In an instant the place was a pandemonium.
‘Silence!’ Falmouth roared above the din; ‘silence! Keep quiet, you
miserable cowards—show a light here, Brown, Curtis—Inspector, where
are your men’s lanterns!’
The rays of a dozen bull’s-eye lamps waved over the struggling
throng.
‘Open your lanterns’—and to the seething mob, ‘Silence!’ Then a
bright young officer remembered that he had seen gas-brackets in the
room, and struggled through the howling mob till he came to the wall
and found the gas-fitting with his lantern. He struck a match and lit
the gas, and the panic subsided as suddenly as it had begun.
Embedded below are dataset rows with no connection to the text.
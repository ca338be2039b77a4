//! The roster/capacity state machine.
//!
//! Placement rule: a joining account takes the next primary slot if any of
//! the six are free, otherwise the next of three backup slots, otherwise the
//! event is full. Leaving removes the account from whichever roster holds it
//! and does **not** promote a backup into the vacated primary slot, matching
//! the board's historical behavior.

use chrono::{Duration, NaiveDateTime};
use serde::{Deserialize, Serialize};

use crate::error::RosterError;
use crate::types::{Event, Phase, MAX_BACKUPS, MAX_PRIMARY};

/// How long after the scheduled start an event still counts as active.
pub fn grace_period() -> Duration {
    Duration::hours(1)
}

/// Which roster a join or leave touched.
#[derive(Debug, Clone, Copy, PartialEq, Eq, Serialize, Deserialize)]
#[serde(rename_all = "lowercase")]
pub enum Slot {
    Primary,
    Backup,
}

impl Event {
    /// Whether `name` holds a primary or backup slot.
    pub fn is_participant(&self, name: &str) -> bool {
        self.primary.iter().any(|n| n == name) || self.backups.iter().any(|n| n == name)
    }

    /// Sign `name` up, primary slots first.
    pub fn join(&mut self, name: &str) -> Result<Slot, RosterError> {
        if name.trim().is_empty() {
            return Err(RosterError::NotAuthenticated);
        }
        if self.is_participant(name) {
            return Err(RosterError::AlreadyJoined);
        }

        if self.primary.len() < MAX_PRIMARY {
            self.primary.push(name.to_string());
            Ok(Slot::Primary)
        } else if self.backups.len() < MAX_BACKUPS {
            self.backups.push(name.to_string());
            Ok(Slot::Backup)
        } else {
            Err(RosterError::EventFull)
        }
    }

    /// Remove `name` from whichever roster holds it.
    ///
    /// Vacated primary slots stay vacant; backups are not promoted.
    pub fn leave(&mut self, name: &str) -> Result<Slot, RosterError> {
        if let Some(pos) = self.primary.iter().position(|n| n == name) {
            self.primary.remove(pos);
            Ok(Slot::Primary)
        } else if let Some(pos) = self.backups.iter().position(|n| n == name) {
            self.backups.remove(pos);
            Ok(Slot::Backup)
        } else {
            Err(RosterError::NotAParticipant)
        }
    }

    /// Classify this event relative to `now`.
    ///
    /// Active iff `scheduled_at + 1h >= now`; the boundary instant itself is
    /// still active.
    pub fn phase(&self, now: NaiveDateTime) -> Phase {
        if self.scheduled_at + grace_period() >= now {
            Phase::Active
        } else {
            Phase::Concluded
        }
    }
}

/// Partition events into (active, concluded) for display.
///
/// Active events sort ascending by start (soonest first), concluded ones
/// descending (most recent first). Pure; does not touch the rosters.
pub fn partition_by_phase(events: Vec<Event>, now: NaiveDateTime) -> (Vec<Event>, Vec<Event>) {
    let (mut active, mut concluded): (Vec<Event>, Vec<Event>) = events
        .into_iter()
        .partition(|e| e.phase(now) == Phase::Active);

    active.sort_by_key(|e| e.scheduled_at);
    concluded.sort_by(|a, b| b.scheduled_at.cmp(&a.scheduled_at));

    (active, concluded)
}

#[cfg(test)]
mod tests {
    use super::*;
    use crate::types::{ActivityKind, Difficulty};
    use chrono::NaiveDate;

    fn at(hour: u32) -> NaiveDateTime {
        NaiveDate::from_ymd_opt(2025, 6, 14)
            .unwrap()
            .and_hms_opt(hour, 0, 0)
            .unwrap()
    }

    fn event() -> Event {
        Event::new(
            ActivityKind::VowOfTheDisciple,
            "Vow",
            at(20),
            Difficulty::Normal,
            "",
            "alice",
        )
    }

    #[test]
    fn join_fills_primary_then_backups() {
        let mut e = event();
        for i in 0..6 {
            assert_eq!(e.join(&format!("p{i}")), Ok(Slot::Primary));
        }
        for i in 0..3 {
            assert_eq!(e.join(&format!("b{i}")), Ok(Slot::Backup));
        }
        assert_eq!(e.primary.len(), 6);
        assert_eq!(e.backups.len(), 3);
        assert_eq!(e.join("late"), Err(RosterError::EventFull));
    }

    #[test]
    fn seventh_joiner_lands_in_backups() {
        let mut e = event();
        for i in 0..7 {
            e.join(&format!("u{i}")).unwrap();
        }
        assert_eq!(e.backups, vec!["u6"]);
    }

    #[test]
    fn double_join_rejected_and_roster_unchanged() {
        let mut e = event();
        e.join("bob").unwrap();
        let before = e.clone();

        assert_eq!(e.join("bob"), Err(RosterError::AlreadyJoined));
        assert_eq!(e, before);
    }

    #[test]
    fn empty_name_cannot_join() {
        let mut e = event();
        assert_eq!(e.join(""), Err(RosterError::NotAuthenticated));
        assert_eq!(e.join("   "), Err(RosterError::NotAuthenticated));
    }

    #[test]
    fn leave_removes_exactly_the_caller() {
        let mut e = event();
        for name in ["ana", "bob", "carol"] {
            e.join(name).unwrap();
        }

        assert_eq!(e.leave("bob"), Ok(Slot::Primary));
        assert_eq!(e.primary, vec!["ana", "carol"]);
        assert_eq!(e.leave("bob"), Err(RosterError::NotAParticipant));
    }

    #[test]
    fn leave_does_not_promote_backups() {
        let mut e = event();
        for i in 0..7 {
            e.join(&format!("u{i}")).unwrap();
        }

        e.leave("u0").unwrap();
        assert_eq!(e.primary.len(), 5);
        assert_eq!(e.backups, vec!["u6"]);
    }

    #[test]
    fn leave_from_backup_slot() {
        let mut e = event();
        for i in 0..7 {
            e.join(&format!("u{i}")).unwrap();
        }
        assert_eq!(e.leave("u6"), Ok(Slot::Backup));
        assert!(e.backups.is_empty());
    }

    #[test]
    fn phase_boundary_is_one_hour_after_start() {
        let e = event(); // starts at 20:00

        // 30 minutes past start: active.
        assert_eq!(e.phase(at(20) + Duration::minutes(30)), Phase::Active);
        // Exactly one hour past start: still active.
        assert_eq!(e.phase(at(21)), Phase::Active);
        // 90 minutes past start: concluded.
        assert_eq!(e.phase(at(20) + Duration::minutes(90)), Phase::Concluded);
    }

    #[test]
    fn partition_sorts_active_ascending_concluded_descending() {
        let mut early = event();
        early.name = "early".into();
        early.scheduled_at = at(9);

        let mut late = event();
        late.name = "late".into();
        late.scheduled_at = at(22);

        let mut old = event();
        old.name = "old".into();
        old.scheduled_at = at(1);

        let mut older = event();
        older.name = "older".into();
        older.scheduled_at = at(0);

        let now = at(12);
        let (active, concluded) = partition_by_phase(vec![late, old, older, early], now);

        let names = |v: &[Event]| v.iter().map(|e| e.name.clone()).collect::<Vec<_>>();
        assert_eq!(names(&active), vec!["late"]);
        // "early" at 09:00 is more than an hour past noon.
        assert_eq!(names(&concluded), vec!["early", "old", "older"]);
    }
}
Falmouth, choked with rage, threw his eye round the hall. ‘Guard the
door,’ he said briefly; ‘the hall is surrounded and they cannot
possibly escape.’ He strode swiftly along the central aisle, followed
by two of his men, and with an agile leap, sprang on to the platform
and faced the audience. The Woman of Gratz, with a white set face,
stood motionless, one hand resting on the little table, the other at
her throat. Falmouth raised his hand to enjoin silence and the
law-breakers obeyed.
‘I have no quarrel with the Red Hundred,’ he said. ‘By the law of
this country it is permissible to hold opinions and propagate
doctrines, however objectionable they be—I am here to arrest two men
who have broken the laws of this country. Two persons who are part of
the organization known as the Four Just Men.’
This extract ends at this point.